We analyzed college rankings over decades and ironically, SAT scores at those institutions are almost perfectly correlated with the ordering of the college ranking lists. It begs the question: Are the elite colleges creating winners – or are they picking them?

Requiring students to have an SAT score over 1450 to even be considered for enrollment is evidence that the elite colleges are basically picking all-star teams. Employers know this, and many of the top tech firms actually recruit freshman from elite colleges! What the recruiters know is that the computer science departments at those colleges have done a great job of identifying the best math students in the country, and all of these kids already know how to code. The same is true for artificial intelligence (AI).

Colleges started hiring luxury branding consultants to justify their 7% annual tuition increases. Stories about colleges offering climbing walls and campus sushi bars are now legendary for all of the wrong reasons. It took over 20 years for families to begin realizing that they were chasing something that didn't matter. When Hollywood celebs are buying entry into a system, surely the signaling function to employers is broken. And it is.

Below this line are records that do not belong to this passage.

//! # embed_client
//!
//! A browser-embeddable client library in three pieces:
//!
//! - An **event bus**: ordered, removable listeners with early termination
//! - An **account client**: credentialed JSON calls to an account API,
//!   normalized into a uniform `{status, data}` envelope
//! - A **widget layer**: sandboxed iframe-style widgets driven over a
//!   structured cross-window messaging protocol
//!
//! The crate is transport- and DOM-agnostic: HTTP goes through a pluggable
//! connector chain (a reqwest-backed connector ships behind the default
//! `http` feature) and the document is reached only through the capability
//! traits in [`widget::dom`]. That keeps the whole library runnable, and
//! testable, without a browser.
//!
//! ---
//!
//! ## The envelope
//!
//! Every HTTP outcome, success or failure, settles into the same shape:
//!
//! ```text
//! { status: <u16>, data: <parsed JSON body, when present> }
//! ```
//!
//! HTTP 200 and 304 resolve; every other status rejects with
//! [`TransportError::Status`] carrying the same envelope, so callers branch
//! on `status` and the machine-usable category in `data.error`
//! (`"user already exists"`, `"no session found"`, ...). Observed codes:
//! 409 = duplicate account, 404 = no such session/account, 200 = success.
//!
//! ### Most important gotchas (read this first)
//!
//! - **Sessions are cookies, not tokens.** Every request is credentialed;
//!   the client never holds login state. [`account::AccountClient::is_logged_in`]
//!   is operational (it asks the API) and is the one call that never
//!   errors (any rejection resolves to `false`).
//! - **Nothing here times out.** No retry, no backoff, no cancellation. A
//!   connector that never completes leaves the call pending; resilience
//!   policy belongs to you.
//! - **Order your own calls.** Two account calls issued back-to-back are
//!   not ordered relative to each other. If you need login-before-get,
//!   await the first call before issuing the second.
//!
//! ---
//!
//! ## Quick start
//!
//! The embedder supplies the DOM capability; everything else is wired by
//! [`Client`]:
//!
//! ```no_run
//! use std::rc::Rc;
//!
//! use embed_client::widget::dom::{ContainerNode, DomHost, EmbedStyle, EmbeddedFrame};
//! use embed_client::{Client, ClientConfig};
//! use serde_json::{json, Value};
//! use url::Url;
//!
//! struct Node;
//! impl ContainerNode for Node {
//!     fn width(&self) -> u32 {
//!         640
//!     }
//! }
//!
//! struct Frame;
//! impl EmbeddedFrame for Frame {
//!     fn post_message(&self, _message: &Value, _target_origin: &str) {}
//!     fn set_size(&self, _width: u32, _height: u32) {}
//!     fn detach(&self) {}
//! }
//!
//! struct Document;
//! impl DomHost for Document {
//!     fn resolve(&self, _selector: &str) -> Option<Rc<dyn ContainerNode>> {
//!         Some(Rc::new(Node))
//!     }
//!     fn create_frame(
//!         &self,
//!         _parent: &Rc<dyn ContainerNode>,
//!         _url: &str,
//!         _style: &EmbedStyle,
//!     ) -> Rc<dyn EmbeddedFrame> {
//!         Rc::new(Frame)
//!     }
//! }
//!
//! #[tokio::main(flavor = "current_thread")]
//! async fn main() -> Result<(), Box<dyn std::error::Error>> {
//!     let config = ClientConfig::new(
//!         "pk_live_example",
//!         Url::parse("https://api.example.com/v1")?,
//!         Url::parse("https://widgets.example.com")?,
//!     );
//!     let client = Client::new(config, Rc::new(Document));
//!
//!     client.account().signup("user@example.com", "hunter2").await?;
//!     client.account().set("theme", json!("dark")).await?;
//!     let info = client.account().get_info().await?;
//!     eprintln!("signed up as {}", info.email);
//!     Ok(())
//! }
//! ```
//!
//! ### Reacting to lifecycle events
//!
//! `signup`, `login`, and `logout` fire on the client bus, and only on
//! success. Listeners run synchronously, in ascending order, and may halt an
//! emission by returning `ControlFlow::Break(())`:
//!
//! ```
//! use std::ops::ControlFlow;
//! use std::rc::Rc;
//!
//! use embed_client::account::events;
//! use embed_client::bus::{Callback, EventBus};
//!
//! let bus = EventBus::new();
//! let greet: Callback = Rc::new(|_args| {
//!     eprintln!("welcome back");
//!     ControlFlow::Continue(())
//! });
//! bus.on(events::LOGIN, greet.clone());
//! assert!(bus.has_listeners(events::LOGIN));
//! bus.off(events::LOGIN, &greet, None);
//! ```
//!
//! ---
//!
//! ## The widget protocol
//!
//! Widgets run in a separate, memory-isolated context; the only channel is
//! structured messages:
//!
//! ```text
//! { "source": "parent" | "widget", "action": <string>, "data": <payload> }
//! ```
//!
//! Parent → widget sends (`set-config`, `set-css`) are scoped to the exact
//! origin parsed from the embed URL at creation time, never a wildcard, so
//! a navigated frame cannot receive your configuration.
//!
//! Widget → parent traffic (`loaded`, `resize`) funnels through the single
//! entry point [`Client::handle_message`]. The embedder wires its one
//! message listener to it; individual widgets never listen. The handler
//! ignores anything without the widget source tag, drops ids that were
//! destroyed, and rejects messages whose sender origin does not match the
//! widget's embed origin.
//!
//! `create_widget` registers the instance *before* its content loads (so
//! early messages are not lost) and resolves only once the widget reports
//! `loaded`. There is no load timeout.
//!
//! ---
//!
//! ## Crate layout
//!
//! - [`bus`]: ordered listener registry.
//! - [`transport`]: connector chain, completion handle, normalization.
//! - [`account`]: account lifecycle calls + event names.
//! - [`widget`]: manager, instances, DOM capability traits, wire messages.
//! - [`client`]: the facade owning all of the above.
//! - [`config`]: per-client configuration; API routes live in an embedded
//!   `endpoints.toml`.

pub mod account;
pub mod bus;
pub mod client;
pub mod config;
pub mod transport;
pub mod widget;

// -------- Facade re-exports --------

#[doc(inline)]
pub use client::Client;
#[doc(inline)]
pub use config::ClientConfig;

// -------- Common types --------

#[doc(inline)]
pub use account::{AccountClient, AccountInfo};
#[doc(inline)]
pub use bus::{Callback, Context, EventBus};
#[doc(inline)]
pub use transport::{Envelope, Transport, TransportError};
#[doc(inline)]
pub use widget::{Widget, WidgetError, WidgetManager, WidgetTarget};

Exceedingly few employers care about the label on the diploma. They're looking for technical skill sets. Employers aren’t searching resumes for the keywords like “Harvard” or “Princeton.” They’re sorting recent graduates by academic major. We know this because we provide them with recruiting data. They are looking for science, technology, engineering and math (STEM) skills that match the job they're trying to fill. What they’re not looking for are soft majors: liberal arts and humanities. The fact that starting salaries for STEM grads are typically 2.5-times higher than those with soft degrees tells you what the labor market values.